### What the task requires
From the records that follow, give the number of lines that include the word "Loads", with no further words.

═════ Dataset ═════

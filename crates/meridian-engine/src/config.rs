//! # Engine Configuration
//!
//! All thresholds and toggles the workflows consult are injected here at
//! construction time. Managers never read settings out of the database at
//! decision points; a config value observed when a workflow starts is the
//! value used for the whole workflow.
//!
//! ## Configuration Sources
//! ```text
//! ┌─────────────────────────────────────────────────────────────────────┐
//! │  1. Environment Variables (highest priority)                        │
//! │     MERIDIAN_STORE_ID=store-001                                     │
//! │     MERIDIAN_REFUND_APPROVAL_THRESHOLD_CENTS=50000                  │
//! │                                                                     │
//! │  2. TOML Config File (engine.toml)                                  │
//! │                                                                     │
//! │  3. Default Values (lowest priority)                                │
//! └─────────────────────────────────────────────────────────────────────┘
//! ```
//!
//! ## Configuration File Format
//! ```toml
//! [store]
//! id = "store-001"
//! name = "Downtown Branch"
//!
//! [refunds]
//! approval_threshold_cents = 50000
//!
//! [loyalty]
//! enabled = true
//! cents_per_point = 100
//!
//! [outbox]
//! batch_size = 100
//! poll_interval_secs = 5
//! ```

use serde::{Deserialize, Serialize};
use std::path::PathBuf;
use tracing::{debug, info, warn};

use crate::error::{EngineError, EngineResult};

// =============================================================================
// Store
// =============================================================================

/// The store this engine instance serves.
#[derive(Debug, Clone, Serialize, Deserialize)]
pub struct StoreConfig {
    pub id: String,

    #[serde(default)]
    pub name: String,
}

impl Default for StoreConfig {
    fn default() -> Self {
        StoreConfig {
            id: "default-store".to_string(),
            name: "Default Store".to_string(),
        }
    }
}

// =============================================================================
// Refunds
// =============================================================================

/// Refund workflow settings.
#[derive(Debug, Clone, Serialize, Deserialize)]
pub struct RefundConfig {
    /// Refunds strictly above this total require manager approval before
    /// inventory is restored. Default: 50000 (500.00).
    #[serde(default = "default_approval_threshold")]
    pub approval_threshold_cents: i64,
}

fn default_approval_threshold() -> i64 {
    50_000
}

impl Default for RefundConfig {
    fn default() -> Self {
        RefundConfig {
            approval_threshold_cents: default_approval_threshold(),
        }
    }
}

// =============================================================================
// Loyalty
// =============================================================================

/// Loyalty accrual settings.
#[derive(Debug, Clone, Serialize, Deserialize)]
pub struct LoyaltyConfig {
    #[serde(default = "default_true")]
    pub enabled: bool,

    /// One point is earned per this many cents of sale total.
    /// Default: 100 (one point per whole currency unit).
    #[serde(default = "default_cents_per_point")]
    pub cents_per_point: i64,
}

fn default_cents_per_point() -> i64 {
    100
}

impl Default for LoyaltyConfig {
    fn default() -> Self {
        LoyaltyConfig {
            enabled: true,
            cents_per_point: default_cents_per_point(),
        }
    }
}

// =============================================================================
// Outbox Worker
// =============================================================================

/// Outbox worker settings.
#[derive(Debug, Clone, Serialize, Deserialize)]
pub struct OutboxConfig {
    /// Entries fetched per poll cycle.
    #[serde(default = "default_batch_size")]
    pub batch_size: i64,

    /// Interval between poll cycles (seconds).
    #[serde(default = "default_poll_interval")]
    pub poll_interval_secs: u64,
}

fn default_batch_size() -> i64 {
    100
}

fn default_poll_interval() -> u64 {
    5
}

impl Default for OutboxConfig {
    fn default() -> Self {
        OutboxConfig {
            batch_size: default_batch_size(),
            poll_interval_secs: default_poll_interval(),
        }
    }
}

// =============================================================================
// Materials
// =============================================================================

/// Cross-pool materials sync settings.
#[derive(Debug, Clone, Serialize, Deserialize)]
pub struct MaterialsConfig {
    /// Master toggle; when off, sales never touch the operations pool.
    #[serde(default = "default_true")]
    pub enabled: bool,
}

fn default_true() -> bool {
    true
}

impl Default for MaterialsConfig {
    fn default() -> Self {
        MaterialsConfig { enabled: true }
    }
}

// =============================================================================
// Engine Configuration
// =============================================================================

/// Complete engine configuration.
#[derive(Debug, Clone, Default, Serialize, Deserialize)]
pub struct EngineConfig {
    #[serde(default)]
    pub store: StoreConfig,

    #[serde(default)]
    pub refunds: RefundConfig,

    #[serde(default)]
    pub loyalty: LoyaltyConfig,

    #[serde(default)]
    pub outbox: OutboxConfig,

    #[serde(default)]
    pub materials: MaterialsConfig,
}

impl EngineConfig {
    pub fn new() -> Self {
        Self::default()
    }

    /// Loads configuration from file and environment.
    ///
    /// ## Load Order (later overrides earlier)
    /// 1. Default values
    /// 2. Config file (engine.toml)
    /// 3. Environment variables
    pub fn load(config_path: Option<PathBuf>) -> EngineResult<Self> {
        let mut config = Self::default();

        if let Some(path) = config_path {
            if path.exists() {
                info!(?path, "Loading engine config from file");
                let contents = std::fs::read_to_string(&path)?;
                config = toml::from_str(&contents)?;
            } else {
                debug!(?path, "Config file not found, using defaults");
            }
        }

        config.apply_env_overrides();
        config.validate()?;

        Ok(config)
    }

    /// Loads config or falls back to defaults.
    pub fn load_or_default(config_path: Option<PathBuf>) -> Self {
        Self::load(config_path).unwrap_or_else(|e| {
            warn!("Failed to load engine config: {}. Using defaults.", e);
            Self::default()
        })
    }

    pub fn validate(&self) -> EngineResult<()> {
        if self.store.id.is_empty() {
            return Err(EngineError::InvalidConfig("store.id must not be empty".into()));
        }

        if self.refunds.approval_threshold_cents < 0 {
            return Err(EngineError::InvalidConfig(
                "refunds.approval_threshold_cents must not be negative".into(),
            ));
        }

        if self.loyalty.cents_per_point <= 0 {
            return Err(EngineError::InvalidConfig(
                "loyalty.cents_per_point must be greater than 0".into(),
            ));
        }

        if self.outbox.batch_size <= 0 {
            return Err(EngineError::InvalidConfig(
                "outbox.batch_size must be greater than 0".into(),
            ));
        }

        Ok(())
    }

    fn apply_env_overrides(&mut self) {
        if let Ok(id) = std::env::var("MERIDIAN_STORE_ID") {
            debug!(store_id = %id, "Overriding store ID from environment");
            self.store.id = id;
        }

        if let Ok(threshold) = std::env::var("MERIDIAN_REFUND_APPROVAL_THRESHOLD_CENTS") {
            if let Ok(t) = threshold.parse::<i64>() {
                self.refunds.approval_threshold_cents = t;
            }
        }

        if let Ok(enabled) = std::env::var("MERIDIAN_LOYALTY_ENABLED") {
            if let Ok(e) = enabled.parse::<bool>() {
                self.loyalty.enabled = e;
            }
        }

        if let Ok(enabled) = std::env::var("MERIDIAN_MATERIALS_ENABLED") {
            if let Ok(e) = enabled.parse::<bool>() {
                self.materials.enabled = e;
            }
        }

        if let Ok(interval) = std::env::var("MERIDIAN_OUTBOX_POLL_INTERVAL_SECS") {
            if let Ok(i) = interval.parse::<u64>() {
                self.outbox.poll_interval_secs = i;
            }
        }
    }
}

#[cfg(test)]
mod tests {
    use super::*;

    #[test]
    fn test_defaults() {
        let config = EngineConfig::default();
        assert_eq!(config.refunds.approval_threshold_cents, 50_000);
        assert_eq!(config.loyalty.cents_per_point, 100);
        assert_eq!(config.outbox.batch_size, 100);
        assert!(config.materials.enabled);
        assert!(config.validate().is_ok());
    }

    #[test]
    fn test_validation() {
        let mut config = EngineConfig::default();
        config.store.id = String::new();
        assert!(config.validate().is_err());

        let mut config = EngineConfig::default();
        config.refunds.approval_threshold_cents = -1;
        assert!(config.validate().is_err());

        let mut config = EngineConfig::default();
        config.loyalty.cents_per_point = 0;
        assert!(config.validate().is_err());
    }

    #[test]
    fn test_toml_round() {
        let config = EngineConfig::default();
        let toml_str = toml::to_string_pretty(&config).unwrap();
        assert!(toml_str.contains("[store]"));
        assert!(toml_str.contains("[refunds]"));

        let parsed: EngineConfig = toml::from_str(&toml_str).unwrap();
        assert_eq!(
            parsed.refunds.approval_threshold_cents,
            config.refunds.approval_threshold_cents
        );
    }

    #[test]
    fn test_partial_file_fills_defaults() {
        let parsed: EngineConfig = toml::from_str(
            r#"
            [store]
            id = "store-7"

            [refunds]
            approval_threshold_cents = 10000
            "#,
        )
        .unwrap();

        assert_eq!(parsed.store.id, "store-7");
        assert_eq!(parsed.refunds.approval_threshold_cents, 10_000);
        assert_eq!(parsed.outbox.poll_interval_secs, 5);
    }
}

═════

### Response to the exercise
2